Create mask from skimage contour

Question

I have an image that I found contours on with skimage.measure.find_contours() but now I want to create a mask for the pixels fully outside the largest closed contour. Any idea how to do this?

Modifying the example in the documentation:

import numpy as np
import matplotlib.pyplot as plt
from skimage import measure

# Construct some test data
x, y = np.ogrid[-np.pi:np.pi:100j, -np.pi:np.pi:100j]
r = np.sin(np.exp((np.sin(x)**2 + np.cos(y)**2)))

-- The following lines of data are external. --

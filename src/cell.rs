use serde::{Deserialize, Serialize};
use std::fmt;

/// A single spreadsheet cell value.
///
/// Serialized untagged, so JSON sees plain strings, numbers, booleans and
/// `null` for empty cells.
#[derive(Clone, Debug, PartialEq, Serialize, Deserialize, Default)]
#[serde(untagged)]
pub enum CellValue {
    Bool(bool),
    Number(f64),
    String(String),
    #[default]
    Empty,
}

impl CellValue {
    /// Creates a string cell.
    pub fn text(s: impl Into<String>) -> Self {
        CellValue::String(s.into())
    }

    /// True when the cell carries something: empty cells and empty strings do not.
    ///
    /// Whitespace-only strings and the number zero are present.
    pub fn is_present(&self) -> bool {
        match self {
            CellValue::Empty => false,
            CellValue::String(s) => !s.is_empty(),
            CellValue::Number(_) | CellValue::Bool(_) => true,
        }
    }

    /// Numeric reading of the cell, or `None` when it does not coerce.
    ///
    /// Strings follow floating point prefix parsing: leading whitespace is
    /// skipped and the longest numeric prefix wins, so `"12kg"` reads as 12.
    /// Booleans and empty cells never coerce.
    pub fn numeric_value(&self) -> Option<f64> {
        match self {
            CellValue::Number(n) if n.is_nan() => None,
            CellValue::Number(n) => Some(*n),
            CellValue::String(s) => parse_float(s),
            CellValue::Bool(_) | CellValue::Empty => None,
        }
    }

    /// Numeric reading with the "0.0 on failure" fallback used for chart axes.
    pub fn as_f64_or_zero(&self) -> f64 {
        self.numeric_value().unwrap_or(0.0)
    }

    /// The string form of the cell, used as a category key or header name.
    pub fn to_label(&self) -> String {
        self.to_string()
    }

    /// True for non-empty string cells.
    pub fn is_text(&self) -> bool {
        matches!(self, CellValue::String(s) if !s.is_empty())
    }
}

impl fmt::Display for CellValue {
    fn fmt(&self, f: &mut fmt::Formatter<'_>) -> fmt::Result {
        match self {
            CellValue::Empty => Ok(()),
            CellValue::String(s) => f.write_str(s),
            CellValue::Bool(b) => write!(f, "{}", b),
            CellValue::Number(n) => f.write_str(&format_number(*n)),
        }
    }
}

impl From<&str> for CellValue {
    fn from(s: &str) -> Self {
        CellValue::String(s.to_string())
    }
}

impl From<String> for CellValue {
    fn from(s: String) -> Self {
        CellValue::String(s)
    }
}

impl From<f64> for CellValue {
    fn from(n: f64) -> Self {
        CellValue::Number(n)
    }
}

impl From<i64> for CellValue {
    fn from(n: i64) -> Self {
        CellValue::Number(n as f64)
    }
}

impl From<bool> for CellValue {
    fn from(b: bool) -> Self {
        CellValue::Bool(b)
    }
}

/// Formats a number the way it reads in a spreadsheet: integral values have no
/// fractional part (`10`, not `10.0`).
pub fn format_number(n: f64) -> String {
    if n.is_finite() && n.fract() == 0.0 && n.abs() < 9_007_199_254_740_992.0 {
        format!("{:.0}", n)
    } else if n.is_infinite() {
        if n > 0.0 { "Infinity" } else { "-Infinity" }.to_string()
    } else {
        n.to_string()
    }
}

/// Parses the longest floating point prefix of `input`.
///
/// Accepts an optional sign, digits with an optional fraction, an optional
/// exponent, and the literal `Infinity`. Returns `None` when no digits lead
/// the string.
pub fn parse_float(input: &str) -> Option<f64> {
    let s = input.trim_start();
    let bytes = s.as_bytes();
    let mut end = 0;

    if end < bytes.len() && (bytes[end] == b'+' || bytes[end] == b'-') {
        end += 1;
    }

    if s[end..].starts_with("Infinity") {
        let negative = bytes.first() == Some(&b'-');
        return Some(if negative {
            f64::NEG_INFINITY
        } else {
            f64::INFINITY
        });
    }

    let int_start = end;
    while end < bytes.len() && bytes[end].is_ascii_digit() {
        end += 1;
    }
    let mut digits = end - int_start;

    if end < bytes.len() && bytes[end] == b'.' {
        let frac_start = end + 1;
        let mut frac_end = frac_start;
        while frac_end < bytes.len() && bytes[frac_end].is_ascii_digit() {
            frac_end += 1;
        }
        digits += frac_end - frac_start;
        if digits > 0 {
            end = frac_end;
        }
    }

    if digits == 0 {
        return None;
    }

    // Exponent only counts when at least one digit follows it.
    if end < bytes.len() && (bytes[end] == b'e' || bytes[end] == b'E') {
        let mut exp_end = end + 1;
        if exp_end < bytes.len() && (bytes[exp_end] == b'+' || bytes[exp_end] == b'-') {
            exp_end += 1;
        }
        let exp_digits_start = exp_end;
        while exp_end < bytes.len() && bytes[exp_end].is_ascii_digit() {
            exp_end += 1;
        }
        if exp_end > exp_digits_start {
            end = exp_end;
        }
    }

    s[..end].parse::<f64>().ok()
}

#[cfg(test)]
mod tests {
    use super::*;

    #[test]
    fn parses_numeric_prefixes() {
        assert_eq!(parse_float("42"), Some(42.0));
        assert_eq!(parse_float("  3.5kg"), Some(3.5));
        assert_eq!(parse_float("-.5"), Some(-0.5));
        assert_eq!(parse_float("1,234"), Some(1.0));
        assert_eq!(parse_float("2e3x"), Some(2000.0));
        assert_eq!(parse_float("7e"), Some(7.0));
        assert_eq!(parse_float("5."), Some(5.0));
        assert_eq!(parse_float("-Infinity"), Some(f64::NEG_INFINITY));
    }

    #[test]
    fn rejects_non_numeric_text() {
        assert_eq!(parse_float(""), None);
        assert_eq!(parse_float("abc"), None);
        assert_eq!(parse_float("."), None);
        assert_eq!(parse_float("-"), None);
        assert_eq!(parse_float("$12"), None);
    }

    #[test]
    fn coerces_cells() {
        assert_eq!(CellValue::Number(10.0).as_f64_or_zero(), 10.0);
        assert_eq!(CellValue::text("12.5").as_f64_or_zero(), 12.5);
        assert_eq!(CellValue::text("East").as_f64_or_zero(), 0.0);
        assert_eq!(CellValue::Bool(true).numeric_value(), None);
        assert_eq!(CellValue::Empty.numeric_value(), None);
    }

    #[test]
    fn presence_rules() {
        assert!(!CellValue::Empty.is_present());
        assert!(!CellValue::text("").is_present());
        assert!(CellValue::text(" ").is_present());
        assert!(CellValue::Number(0.0).is_present());
        assert!(CellValue::Bool(false).is_present());
    }

    #[test]
    fn labels_render_like_a_spreadsheet() {
        assert_eq!(CellValue::Number(10.0).to_label(), "10");
        assert_eq!(CellValue::Number(2.5).to_label(), "2.5");
        assert_eq!(CellValue::Bool(true).to_label(), "true");
        assert_eq!(CellValue::Empty.to_label(), "");
    }

    #[test]
    fn serializes_untagged() {
        let cells = vec![
            CellValue::text("East"),
            CellValue::Number(10.0),
            CellValue::Bool(false),
            CellValue::Empty,
        ];
        let json = serde_json::to_string(&cells).unwrap();
        assert_eq!(json, r#"["East",10.0,false,null]"#);
        let back: Vec<CellValue> = serde_json::from_str(&json).unwrap();
        assert_eq!(back, cells);
    }
}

# Find contours at a constant value of 0.8
contours = measure.find_contours(r, 0.8)

# Select the largest contiguous contour
contour = sorted(contours, key=lambda x: len(x))[-1]

# Display the image and plot the contour
fig, ax = plt.subplots()
ax.imshow(r, interpolation='nearest', cmap=plt.cm.gray)
X, Y = ax.get_xlim(), ax.get_ylim()
ax.step(contour.T[1], contour.T[0], linewidth=2, c='r')
ax.set_xlim(X), ax.set_ylim(Y)
plt.show()

Here is the contour in red:

But if you zoom in, notice the contour is not at the resolution of the pixels.

How can I create an image of the same dimensions as the original with the pixels fully outside (i.e. not crossed by the contour line) masked? E.g.

from numpy import ma
masked_image = ma.array(r.copy(), mask=False)
masked_image.mask[pixels_outside_contour] = True

Thanks!

Answer 1

Ok, I was able to make this work by converting the contour to a path and then selecting the pixels inside:

# Convert the contour into a closed path
from matplotlib import path
closed_path = path.Path(contour.T)

# Get the points that lie within the closed path
idx = np.array([[(i,j) for i in range(r.shape[0])] for j in range(r.shape[1])]).reshape(np.prod(r.shape),2)
mask = closed_path.contains_points(idx).reshape(r.shape)

# Invert the mask and apply to the image
mask = np.invert(mask)
masked_data = ma.array(r.copy(), mask=mask)

However, this is kind of slow testing N = r.shape[0]*r.shape[1] pixels for containment. Anyone have a faster algorithm? Thanks!